## PROBLEM DETAILS
Reproduce the top of the data verbatim, through and including the line that contains "pub mod routes;".

>>>

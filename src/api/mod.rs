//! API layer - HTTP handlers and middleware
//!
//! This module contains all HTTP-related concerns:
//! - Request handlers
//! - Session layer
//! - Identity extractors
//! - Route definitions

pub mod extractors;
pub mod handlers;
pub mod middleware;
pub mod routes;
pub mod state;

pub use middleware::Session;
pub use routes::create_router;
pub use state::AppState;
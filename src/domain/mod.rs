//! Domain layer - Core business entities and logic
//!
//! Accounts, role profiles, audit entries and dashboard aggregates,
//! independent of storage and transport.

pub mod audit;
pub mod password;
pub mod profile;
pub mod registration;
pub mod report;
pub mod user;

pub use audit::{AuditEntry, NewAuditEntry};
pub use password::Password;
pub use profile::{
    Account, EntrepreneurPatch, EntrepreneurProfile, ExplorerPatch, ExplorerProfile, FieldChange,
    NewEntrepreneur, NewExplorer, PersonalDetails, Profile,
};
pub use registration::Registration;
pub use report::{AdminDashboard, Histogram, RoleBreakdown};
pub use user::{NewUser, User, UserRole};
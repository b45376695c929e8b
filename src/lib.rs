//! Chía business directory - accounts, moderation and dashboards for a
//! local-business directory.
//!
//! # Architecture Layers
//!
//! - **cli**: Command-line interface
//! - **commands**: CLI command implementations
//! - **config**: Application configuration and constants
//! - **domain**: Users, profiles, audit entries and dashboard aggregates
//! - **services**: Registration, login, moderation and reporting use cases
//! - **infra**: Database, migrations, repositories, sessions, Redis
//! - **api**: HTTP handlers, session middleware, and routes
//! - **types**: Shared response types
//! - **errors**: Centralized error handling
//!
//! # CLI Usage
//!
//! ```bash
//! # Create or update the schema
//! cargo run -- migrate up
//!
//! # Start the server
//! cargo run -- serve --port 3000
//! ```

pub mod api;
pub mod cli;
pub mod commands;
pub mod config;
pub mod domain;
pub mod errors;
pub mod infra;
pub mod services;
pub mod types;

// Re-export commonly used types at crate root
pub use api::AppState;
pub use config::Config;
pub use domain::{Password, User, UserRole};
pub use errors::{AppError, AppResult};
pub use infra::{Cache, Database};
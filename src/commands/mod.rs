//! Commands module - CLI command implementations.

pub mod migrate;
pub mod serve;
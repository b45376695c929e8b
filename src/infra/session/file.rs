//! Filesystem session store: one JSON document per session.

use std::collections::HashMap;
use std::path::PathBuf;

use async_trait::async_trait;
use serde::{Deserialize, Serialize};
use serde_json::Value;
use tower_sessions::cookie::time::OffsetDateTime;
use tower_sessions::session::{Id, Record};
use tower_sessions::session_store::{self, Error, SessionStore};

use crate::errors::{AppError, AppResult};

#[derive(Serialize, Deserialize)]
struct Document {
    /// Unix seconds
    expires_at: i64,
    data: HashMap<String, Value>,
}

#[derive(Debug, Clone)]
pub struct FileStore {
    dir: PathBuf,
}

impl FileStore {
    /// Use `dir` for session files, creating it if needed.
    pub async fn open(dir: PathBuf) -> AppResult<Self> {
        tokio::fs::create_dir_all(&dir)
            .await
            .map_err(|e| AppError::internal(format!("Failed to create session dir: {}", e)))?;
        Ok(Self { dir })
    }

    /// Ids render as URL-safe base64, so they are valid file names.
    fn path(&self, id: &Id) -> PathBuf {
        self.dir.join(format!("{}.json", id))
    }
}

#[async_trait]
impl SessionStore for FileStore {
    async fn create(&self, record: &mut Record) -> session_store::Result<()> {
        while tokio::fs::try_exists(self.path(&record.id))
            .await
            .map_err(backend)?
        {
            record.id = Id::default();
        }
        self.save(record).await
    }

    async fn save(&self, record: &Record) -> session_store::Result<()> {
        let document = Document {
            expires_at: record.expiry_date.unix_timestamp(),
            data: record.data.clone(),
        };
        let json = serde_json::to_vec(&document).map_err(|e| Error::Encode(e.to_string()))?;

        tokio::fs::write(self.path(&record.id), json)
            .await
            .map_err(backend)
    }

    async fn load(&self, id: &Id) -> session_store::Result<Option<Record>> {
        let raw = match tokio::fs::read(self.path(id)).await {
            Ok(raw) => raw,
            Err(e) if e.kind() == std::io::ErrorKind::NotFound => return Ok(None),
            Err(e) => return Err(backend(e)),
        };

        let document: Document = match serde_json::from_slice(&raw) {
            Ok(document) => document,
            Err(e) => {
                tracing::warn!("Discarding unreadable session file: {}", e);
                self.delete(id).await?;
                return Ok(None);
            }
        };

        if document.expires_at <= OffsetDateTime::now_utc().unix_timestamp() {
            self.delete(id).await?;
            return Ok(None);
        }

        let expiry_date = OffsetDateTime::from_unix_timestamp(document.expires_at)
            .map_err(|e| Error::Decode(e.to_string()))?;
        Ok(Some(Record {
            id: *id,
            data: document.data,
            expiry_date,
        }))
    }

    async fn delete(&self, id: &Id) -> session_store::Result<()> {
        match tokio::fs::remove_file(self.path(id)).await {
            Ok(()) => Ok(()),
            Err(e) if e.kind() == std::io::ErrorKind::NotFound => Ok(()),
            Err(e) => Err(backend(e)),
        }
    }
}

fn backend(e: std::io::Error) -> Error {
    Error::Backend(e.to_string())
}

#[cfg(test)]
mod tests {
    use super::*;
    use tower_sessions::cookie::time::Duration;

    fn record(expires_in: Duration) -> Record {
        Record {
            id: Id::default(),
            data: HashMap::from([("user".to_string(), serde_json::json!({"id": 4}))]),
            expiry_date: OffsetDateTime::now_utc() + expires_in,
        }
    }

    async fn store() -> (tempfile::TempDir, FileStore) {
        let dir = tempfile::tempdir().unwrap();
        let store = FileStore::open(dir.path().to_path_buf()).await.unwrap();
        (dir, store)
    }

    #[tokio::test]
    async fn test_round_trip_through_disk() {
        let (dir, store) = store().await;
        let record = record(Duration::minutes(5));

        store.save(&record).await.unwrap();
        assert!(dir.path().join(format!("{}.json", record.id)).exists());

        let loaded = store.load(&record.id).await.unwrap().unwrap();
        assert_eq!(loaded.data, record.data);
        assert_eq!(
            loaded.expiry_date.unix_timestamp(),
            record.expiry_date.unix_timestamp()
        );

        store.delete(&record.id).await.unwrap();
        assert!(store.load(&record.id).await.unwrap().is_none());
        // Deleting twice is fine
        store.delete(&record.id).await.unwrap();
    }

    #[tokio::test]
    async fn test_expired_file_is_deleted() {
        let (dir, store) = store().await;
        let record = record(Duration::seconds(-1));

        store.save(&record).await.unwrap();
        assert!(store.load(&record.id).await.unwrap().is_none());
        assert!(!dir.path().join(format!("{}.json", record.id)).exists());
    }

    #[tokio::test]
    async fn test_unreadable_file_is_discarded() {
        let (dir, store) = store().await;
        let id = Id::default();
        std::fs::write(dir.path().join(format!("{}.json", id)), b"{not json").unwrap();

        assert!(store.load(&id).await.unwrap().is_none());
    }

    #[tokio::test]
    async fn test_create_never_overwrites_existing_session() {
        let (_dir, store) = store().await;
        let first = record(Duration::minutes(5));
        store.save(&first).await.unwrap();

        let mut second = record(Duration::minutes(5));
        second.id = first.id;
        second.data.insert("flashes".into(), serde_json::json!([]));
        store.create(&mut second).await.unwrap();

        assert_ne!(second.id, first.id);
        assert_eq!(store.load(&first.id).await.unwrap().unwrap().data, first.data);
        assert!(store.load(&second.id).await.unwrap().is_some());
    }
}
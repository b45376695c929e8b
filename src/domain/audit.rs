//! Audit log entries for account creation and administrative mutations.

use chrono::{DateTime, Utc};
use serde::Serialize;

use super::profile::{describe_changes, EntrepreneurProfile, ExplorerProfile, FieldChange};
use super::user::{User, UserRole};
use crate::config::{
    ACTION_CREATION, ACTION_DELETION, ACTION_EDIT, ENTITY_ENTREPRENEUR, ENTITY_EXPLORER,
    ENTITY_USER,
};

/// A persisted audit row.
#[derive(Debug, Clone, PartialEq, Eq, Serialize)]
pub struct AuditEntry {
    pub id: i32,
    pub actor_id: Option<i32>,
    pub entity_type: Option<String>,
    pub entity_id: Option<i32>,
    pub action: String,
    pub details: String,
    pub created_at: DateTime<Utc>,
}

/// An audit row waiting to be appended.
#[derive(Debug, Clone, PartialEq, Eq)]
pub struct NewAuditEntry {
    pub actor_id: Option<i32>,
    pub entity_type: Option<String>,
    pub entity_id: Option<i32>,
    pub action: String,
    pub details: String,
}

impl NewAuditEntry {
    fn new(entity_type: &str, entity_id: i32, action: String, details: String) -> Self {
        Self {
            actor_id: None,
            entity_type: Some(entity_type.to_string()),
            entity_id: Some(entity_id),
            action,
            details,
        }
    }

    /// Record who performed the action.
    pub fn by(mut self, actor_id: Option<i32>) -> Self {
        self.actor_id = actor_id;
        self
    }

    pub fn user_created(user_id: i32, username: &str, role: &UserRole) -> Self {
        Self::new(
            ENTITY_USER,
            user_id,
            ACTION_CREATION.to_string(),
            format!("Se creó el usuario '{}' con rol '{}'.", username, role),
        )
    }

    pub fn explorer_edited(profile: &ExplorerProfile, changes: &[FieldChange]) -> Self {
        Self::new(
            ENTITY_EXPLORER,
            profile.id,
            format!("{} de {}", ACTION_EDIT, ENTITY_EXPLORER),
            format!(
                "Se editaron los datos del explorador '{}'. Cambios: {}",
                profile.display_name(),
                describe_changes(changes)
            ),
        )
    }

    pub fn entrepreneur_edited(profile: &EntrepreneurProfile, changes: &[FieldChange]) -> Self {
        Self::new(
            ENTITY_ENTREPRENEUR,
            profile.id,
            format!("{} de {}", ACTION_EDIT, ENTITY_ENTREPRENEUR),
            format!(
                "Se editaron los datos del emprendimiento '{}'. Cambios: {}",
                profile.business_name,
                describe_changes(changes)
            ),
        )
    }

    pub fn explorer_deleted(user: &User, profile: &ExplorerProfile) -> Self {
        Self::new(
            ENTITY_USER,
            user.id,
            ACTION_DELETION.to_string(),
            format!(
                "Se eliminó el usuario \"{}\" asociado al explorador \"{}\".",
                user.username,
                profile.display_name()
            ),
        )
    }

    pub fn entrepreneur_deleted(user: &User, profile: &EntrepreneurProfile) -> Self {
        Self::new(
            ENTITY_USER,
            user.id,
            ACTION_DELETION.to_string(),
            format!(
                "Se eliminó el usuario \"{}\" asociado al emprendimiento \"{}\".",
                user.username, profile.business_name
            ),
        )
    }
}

<<<

## ANSWER
filename src/api/mod.rs
//! API layer - HTTP handlers and middleware
//!
//! This module contains all HTTP-related concerns:
//! - Request handlers
//! - Session layer
//! - Identity extractors
//! - Route definitions

pub mod extractors;
pub mod handlers;
pub mod middleware;
pub mod routes;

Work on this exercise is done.